Saved entries:
--- START ---

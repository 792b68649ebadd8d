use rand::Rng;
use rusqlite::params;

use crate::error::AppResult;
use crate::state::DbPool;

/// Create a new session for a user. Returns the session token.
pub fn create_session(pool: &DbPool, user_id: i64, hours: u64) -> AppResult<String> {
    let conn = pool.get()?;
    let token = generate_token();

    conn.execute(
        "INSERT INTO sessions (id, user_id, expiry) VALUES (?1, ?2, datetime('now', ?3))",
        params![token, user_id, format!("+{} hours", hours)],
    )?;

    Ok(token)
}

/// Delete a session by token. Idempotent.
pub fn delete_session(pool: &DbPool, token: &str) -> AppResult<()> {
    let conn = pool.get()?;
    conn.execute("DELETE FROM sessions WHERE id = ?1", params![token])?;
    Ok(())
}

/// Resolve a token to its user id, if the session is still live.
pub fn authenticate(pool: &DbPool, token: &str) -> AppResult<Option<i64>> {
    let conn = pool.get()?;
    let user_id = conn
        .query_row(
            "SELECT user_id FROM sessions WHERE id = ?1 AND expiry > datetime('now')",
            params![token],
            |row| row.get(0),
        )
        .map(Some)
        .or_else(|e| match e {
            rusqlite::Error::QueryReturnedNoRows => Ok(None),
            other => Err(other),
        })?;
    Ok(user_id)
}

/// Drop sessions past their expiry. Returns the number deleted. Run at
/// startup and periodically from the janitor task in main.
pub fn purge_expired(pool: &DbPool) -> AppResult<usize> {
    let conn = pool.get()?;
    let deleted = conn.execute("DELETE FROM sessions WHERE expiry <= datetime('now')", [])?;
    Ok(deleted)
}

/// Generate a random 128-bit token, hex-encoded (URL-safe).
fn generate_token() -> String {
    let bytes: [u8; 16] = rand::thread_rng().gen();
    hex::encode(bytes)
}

--- END ---
--- START ---

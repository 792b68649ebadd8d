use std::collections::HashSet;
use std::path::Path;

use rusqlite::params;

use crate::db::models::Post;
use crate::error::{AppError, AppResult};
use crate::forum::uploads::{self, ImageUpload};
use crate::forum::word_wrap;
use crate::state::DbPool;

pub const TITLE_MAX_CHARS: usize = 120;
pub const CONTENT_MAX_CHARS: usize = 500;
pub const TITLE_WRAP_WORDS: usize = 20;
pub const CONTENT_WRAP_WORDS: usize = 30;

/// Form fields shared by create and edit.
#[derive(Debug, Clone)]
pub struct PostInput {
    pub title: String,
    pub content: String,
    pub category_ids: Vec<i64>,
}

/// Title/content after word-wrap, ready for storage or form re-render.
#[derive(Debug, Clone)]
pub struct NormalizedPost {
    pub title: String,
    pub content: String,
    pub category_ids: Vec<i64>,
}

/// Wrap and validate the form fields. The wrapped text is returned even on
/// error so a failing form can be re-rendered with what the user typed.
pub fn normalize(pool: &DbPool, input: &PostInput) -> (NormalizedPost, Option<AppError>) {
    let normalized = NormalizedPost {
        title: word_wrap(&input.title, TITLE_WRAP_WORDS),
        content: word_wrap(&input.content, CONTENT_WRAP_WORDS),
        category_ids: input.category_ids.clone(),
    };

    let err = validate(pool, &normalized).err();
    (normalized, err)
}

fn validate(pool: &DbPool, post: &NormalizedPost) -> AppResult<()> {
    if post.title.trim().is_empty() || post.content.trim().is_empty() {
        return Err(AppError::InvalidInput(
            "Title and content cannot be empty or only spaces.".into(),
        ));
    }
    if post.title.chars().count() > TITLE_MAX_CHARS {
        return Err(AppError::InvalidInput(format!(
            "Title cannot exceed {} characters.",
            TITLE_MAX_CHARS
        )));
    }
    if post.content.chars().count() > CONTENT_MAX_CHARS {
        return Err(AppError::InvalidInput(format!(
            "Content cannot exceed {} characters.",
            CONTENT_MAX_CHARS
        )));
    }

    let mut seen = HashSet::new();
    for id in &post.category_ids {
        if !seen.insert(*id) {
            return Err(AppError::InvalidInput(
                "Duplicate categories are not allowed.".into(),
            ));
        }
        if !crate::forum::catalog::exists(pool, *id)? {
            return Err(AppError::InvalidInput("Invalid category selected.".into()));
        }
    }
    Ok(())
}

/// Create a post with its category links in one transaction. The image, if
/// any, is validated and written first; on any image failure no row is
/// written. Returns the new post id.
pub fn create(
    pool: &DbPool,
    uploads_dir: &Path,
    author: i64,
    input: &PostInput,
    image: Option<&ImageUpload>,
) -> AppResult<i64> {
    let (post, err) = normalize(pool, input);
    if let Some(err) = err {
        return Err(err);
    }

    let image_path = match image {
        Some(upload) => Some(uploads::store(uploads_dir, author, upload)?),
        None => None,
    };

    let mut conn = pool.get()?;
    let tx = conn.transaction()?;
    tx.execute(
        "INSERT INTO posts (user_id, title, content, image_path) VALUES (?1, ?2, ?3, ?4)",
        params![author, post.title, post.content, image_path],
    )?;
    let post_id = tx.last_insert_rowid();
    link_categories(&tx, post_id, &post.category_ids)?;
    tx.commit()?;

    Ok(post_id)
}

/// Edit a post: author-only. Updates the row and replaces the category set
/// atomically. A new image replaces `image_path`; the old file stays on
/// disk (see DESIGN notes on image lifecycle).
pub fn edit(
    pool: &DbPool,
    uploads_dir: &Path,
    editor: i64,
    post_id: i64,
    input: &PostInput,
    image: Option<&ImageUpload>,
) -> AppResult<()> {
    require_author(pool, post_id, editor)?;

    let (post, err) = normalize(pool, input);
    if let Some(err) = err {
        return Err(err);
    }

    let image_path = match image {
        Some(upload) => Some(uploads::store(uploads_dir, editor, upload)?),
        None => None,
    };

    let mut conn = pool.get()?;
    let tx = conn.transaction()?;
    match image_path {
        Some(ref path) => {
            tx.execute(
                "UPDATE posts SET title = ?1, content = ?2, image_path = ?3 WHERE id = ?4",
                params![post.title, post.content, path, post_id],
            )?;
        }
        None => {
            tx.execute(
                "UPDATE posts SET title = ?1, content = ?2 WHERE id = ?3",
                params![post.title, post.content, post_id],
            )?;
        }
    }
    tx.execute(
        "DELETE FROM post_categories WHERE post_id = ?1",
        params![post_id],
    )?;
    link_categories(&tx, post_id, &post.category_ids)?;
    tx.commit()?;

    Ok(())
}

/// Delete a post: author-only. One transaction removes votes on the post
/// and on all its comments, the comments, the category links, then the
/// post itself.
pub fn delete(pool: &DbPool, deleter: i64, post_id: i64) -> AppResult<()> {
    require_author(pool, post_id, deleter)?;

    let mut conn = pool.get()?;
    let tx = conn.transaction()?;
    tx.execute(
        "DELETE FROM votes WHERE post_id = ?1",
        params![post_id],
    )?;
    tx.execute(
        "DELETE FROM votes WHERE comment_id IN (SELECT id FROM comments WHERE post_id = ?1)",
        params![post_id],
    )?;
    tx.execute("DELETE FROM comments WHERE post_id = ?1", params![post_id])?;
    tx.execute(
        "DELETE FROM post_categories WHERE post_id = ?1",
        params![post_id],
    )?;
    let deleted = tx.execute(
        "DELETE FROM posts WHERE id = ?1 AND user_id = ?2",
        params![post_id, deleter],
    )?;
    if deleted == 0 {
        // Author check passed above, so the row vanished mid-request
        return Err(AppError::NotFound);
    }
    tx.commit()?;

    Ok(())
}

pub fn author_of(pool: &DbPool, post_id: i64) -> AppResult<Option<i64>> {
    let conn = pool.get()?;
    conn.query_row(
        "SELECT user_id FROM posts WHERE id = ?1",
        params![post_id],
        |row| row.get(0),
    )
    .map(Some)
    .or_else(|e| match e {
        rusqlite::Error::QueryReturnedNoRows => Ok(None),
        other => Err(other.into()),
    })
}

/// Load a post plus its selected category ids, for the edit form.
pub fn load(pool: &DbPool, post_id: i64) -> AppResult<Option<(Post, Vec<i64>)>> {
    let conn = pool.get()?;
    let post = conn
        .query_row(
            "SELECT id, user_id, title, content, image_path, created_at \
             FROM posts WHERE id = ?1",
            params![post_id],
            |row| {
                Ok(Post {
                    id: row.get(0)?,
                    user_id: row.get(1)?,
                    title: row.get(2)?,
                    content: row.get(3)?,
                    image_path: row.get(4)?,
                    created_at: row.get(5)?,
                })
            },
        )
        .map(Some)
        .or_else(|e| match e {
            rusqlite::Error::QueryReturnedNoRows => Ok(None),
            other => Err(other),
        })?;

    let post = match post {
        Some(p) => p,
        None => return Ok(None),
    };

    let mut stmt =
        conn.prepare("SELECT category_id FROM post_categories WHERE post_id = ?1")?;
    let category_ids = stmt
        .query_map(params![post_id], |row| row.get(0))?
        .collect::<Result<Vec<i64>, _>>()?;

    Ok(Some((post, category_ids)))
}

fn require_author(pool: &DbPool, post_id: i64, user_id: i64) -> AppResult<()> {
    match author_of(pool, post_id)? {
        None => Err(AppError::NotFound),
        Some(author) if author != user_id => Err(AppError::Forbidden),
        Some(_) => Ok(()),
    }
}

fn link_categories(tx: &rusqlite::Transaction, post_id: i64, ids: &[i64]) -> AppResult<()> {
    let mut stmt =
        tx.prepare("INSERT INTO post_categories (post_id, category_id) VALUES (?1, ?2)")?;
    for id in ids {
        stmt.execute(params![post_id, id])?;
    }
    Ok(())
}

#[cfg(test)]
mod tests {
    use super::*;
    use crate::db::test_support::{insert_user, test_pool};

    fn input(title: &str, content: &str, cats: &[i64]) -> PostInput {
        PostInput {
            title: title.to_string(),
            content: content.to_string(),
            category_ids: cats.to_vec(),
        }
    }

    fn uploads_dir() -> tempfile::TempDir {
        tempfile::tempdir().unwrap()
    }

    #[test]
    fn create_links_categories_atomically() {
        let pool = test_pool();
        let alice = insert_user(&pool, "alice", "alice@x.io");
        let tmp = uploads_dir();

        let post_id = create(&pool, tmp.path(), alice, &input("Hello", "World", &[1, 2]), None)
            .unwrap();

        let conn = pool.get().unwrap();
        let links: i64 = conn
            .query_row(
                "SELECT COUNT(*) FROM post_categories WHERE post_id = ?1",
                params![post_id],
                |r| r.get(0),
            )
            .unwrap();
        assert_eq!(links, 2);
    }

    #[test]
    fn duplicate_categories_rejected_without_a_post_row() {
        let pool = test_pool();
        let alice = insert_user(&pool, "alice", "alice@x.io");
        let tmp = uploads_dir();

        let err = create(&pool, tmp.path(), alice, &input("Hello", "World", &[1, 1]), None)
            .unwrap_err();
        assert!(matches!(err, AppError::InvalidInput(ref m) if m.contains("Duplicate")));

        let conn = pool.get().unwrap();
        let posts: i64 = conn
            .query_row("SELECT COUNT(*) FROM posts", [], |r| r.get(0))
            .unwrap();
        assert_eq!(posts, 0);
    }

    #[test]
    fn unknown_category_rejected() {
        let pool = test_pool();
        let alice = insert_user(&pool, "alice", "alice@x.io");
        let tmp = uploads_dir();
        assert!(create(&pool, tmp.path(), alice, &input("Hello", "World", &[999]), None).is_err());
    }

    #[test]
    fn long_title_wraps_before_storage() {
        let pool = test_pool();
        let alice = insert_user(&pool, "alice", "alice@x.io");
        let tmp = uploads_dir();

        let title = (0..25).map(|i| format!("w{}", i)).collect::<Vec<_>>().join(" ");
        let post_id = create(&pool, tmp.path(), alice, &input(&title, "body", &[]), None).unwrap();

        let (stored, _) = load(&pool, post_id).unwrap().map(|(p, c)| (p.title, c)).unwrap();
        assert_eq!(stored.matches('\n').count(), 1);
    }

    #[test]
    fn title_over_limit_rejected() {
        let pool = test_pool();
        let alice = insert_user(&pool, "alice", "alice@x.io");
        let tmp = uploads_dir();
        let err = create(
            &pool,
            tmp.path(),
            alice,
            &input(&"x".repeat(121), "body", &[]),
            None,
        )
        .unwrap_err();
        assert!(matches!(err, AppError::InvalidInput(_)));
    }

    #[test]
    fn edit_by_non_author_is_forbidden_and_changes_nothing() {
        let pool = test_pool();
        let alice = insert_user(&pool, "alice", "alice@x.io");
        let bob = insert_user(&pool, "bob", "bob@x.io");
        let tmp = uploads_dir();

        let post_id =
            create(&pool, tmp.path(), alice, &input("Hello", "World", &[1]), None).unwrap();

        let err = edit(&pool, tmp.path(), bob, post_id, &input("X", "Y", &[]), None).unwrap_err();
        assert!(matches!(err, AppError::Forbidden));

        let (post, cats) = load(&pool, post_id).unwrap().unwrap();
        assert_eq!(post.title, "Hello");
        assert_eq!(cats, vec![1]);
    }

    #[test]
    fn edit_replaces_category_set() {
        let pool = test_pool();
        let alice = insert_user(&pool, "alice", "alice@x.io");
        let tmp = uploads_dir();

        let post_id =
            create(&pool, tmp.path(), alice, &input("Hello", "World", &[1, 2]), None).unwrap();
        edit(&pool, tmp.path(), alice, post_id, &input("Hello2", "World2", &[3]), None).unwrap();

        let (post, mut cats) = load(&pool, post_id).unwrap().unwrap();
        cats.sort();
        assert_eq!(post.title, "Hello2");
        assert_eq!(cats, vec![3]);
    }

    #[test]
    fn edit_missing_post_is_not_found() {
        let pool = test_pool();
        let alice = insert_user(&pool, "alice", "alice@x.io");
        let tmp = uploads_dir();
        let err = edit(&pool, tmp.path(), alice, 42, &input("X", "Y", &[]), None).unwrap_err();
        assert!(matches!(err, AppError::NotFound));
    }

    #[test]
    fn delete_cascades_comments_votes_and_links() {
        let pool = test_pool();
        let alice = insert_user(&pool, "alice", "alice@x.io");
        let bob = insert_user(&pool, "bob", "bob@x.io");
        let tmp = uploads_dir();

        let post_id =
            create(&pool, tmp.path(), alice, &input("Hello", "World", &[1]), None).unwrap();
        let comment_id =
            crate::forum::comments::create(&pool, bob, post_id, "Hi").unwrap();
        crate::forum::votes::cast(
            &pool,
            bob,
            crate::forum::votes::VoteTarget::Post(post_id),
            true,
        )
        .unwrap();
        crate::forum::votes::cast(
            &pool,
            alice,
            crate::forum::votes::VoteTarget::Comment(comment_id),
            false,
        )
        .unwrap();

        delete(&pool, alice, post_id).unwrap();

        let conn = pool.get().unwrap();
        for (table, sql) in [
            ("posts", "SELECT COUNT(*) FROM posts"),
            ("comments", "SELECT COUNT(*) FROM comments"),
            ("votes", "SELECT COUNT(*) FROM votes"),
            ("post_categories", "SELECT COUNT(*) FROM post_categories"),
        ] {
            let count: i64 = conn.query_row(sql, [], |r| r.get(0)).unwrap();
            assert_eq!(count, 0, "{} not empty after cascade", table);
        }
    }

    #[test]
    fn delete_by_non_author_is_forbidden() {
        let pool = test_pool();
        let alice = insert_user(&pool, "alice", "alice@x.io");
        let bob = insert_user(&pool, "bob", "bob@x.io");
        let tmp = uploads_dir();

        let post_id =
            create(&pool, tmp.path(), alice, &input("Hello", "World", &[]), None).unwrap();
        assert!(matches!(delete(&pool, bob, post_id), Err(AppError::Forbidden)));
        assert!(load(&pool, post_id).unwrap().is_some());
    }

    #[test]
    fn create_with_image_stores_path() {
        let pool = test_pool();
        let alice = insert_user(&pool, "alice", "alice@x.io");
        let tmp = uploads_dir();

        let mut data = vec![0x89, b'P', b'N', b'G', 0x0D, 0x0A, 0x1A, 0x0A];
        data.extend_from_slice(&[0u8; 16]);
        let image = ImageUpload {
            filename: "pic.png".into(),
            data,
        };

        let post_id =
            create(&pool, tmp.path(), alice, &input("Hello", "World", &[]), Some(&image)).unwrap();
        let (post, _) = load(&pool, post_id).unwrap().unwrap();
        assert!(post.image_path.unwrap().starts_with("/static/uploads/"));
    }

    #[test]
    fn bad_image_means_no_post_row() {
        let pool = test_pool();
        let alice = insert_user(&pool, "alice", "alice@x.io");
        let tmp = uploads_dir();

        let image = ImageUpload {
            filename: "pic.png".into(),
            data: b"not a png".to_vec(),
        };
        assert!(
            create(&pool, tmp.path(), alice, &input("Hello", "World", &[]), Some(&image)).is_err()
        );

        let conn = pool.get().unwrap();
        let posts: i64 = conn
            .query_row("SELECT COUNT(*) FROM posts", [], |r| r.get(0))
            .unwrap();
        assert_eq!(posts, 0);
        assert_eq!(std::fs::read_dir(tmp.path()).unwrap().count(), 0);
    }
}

--- END ---

• What to produce
Every line that contains the string "tempfile" should be returned from the data.

• Result of this task
    fn uploads_dir() -> tempfile::TempDir {
        tempfile::tempdir().unwrap()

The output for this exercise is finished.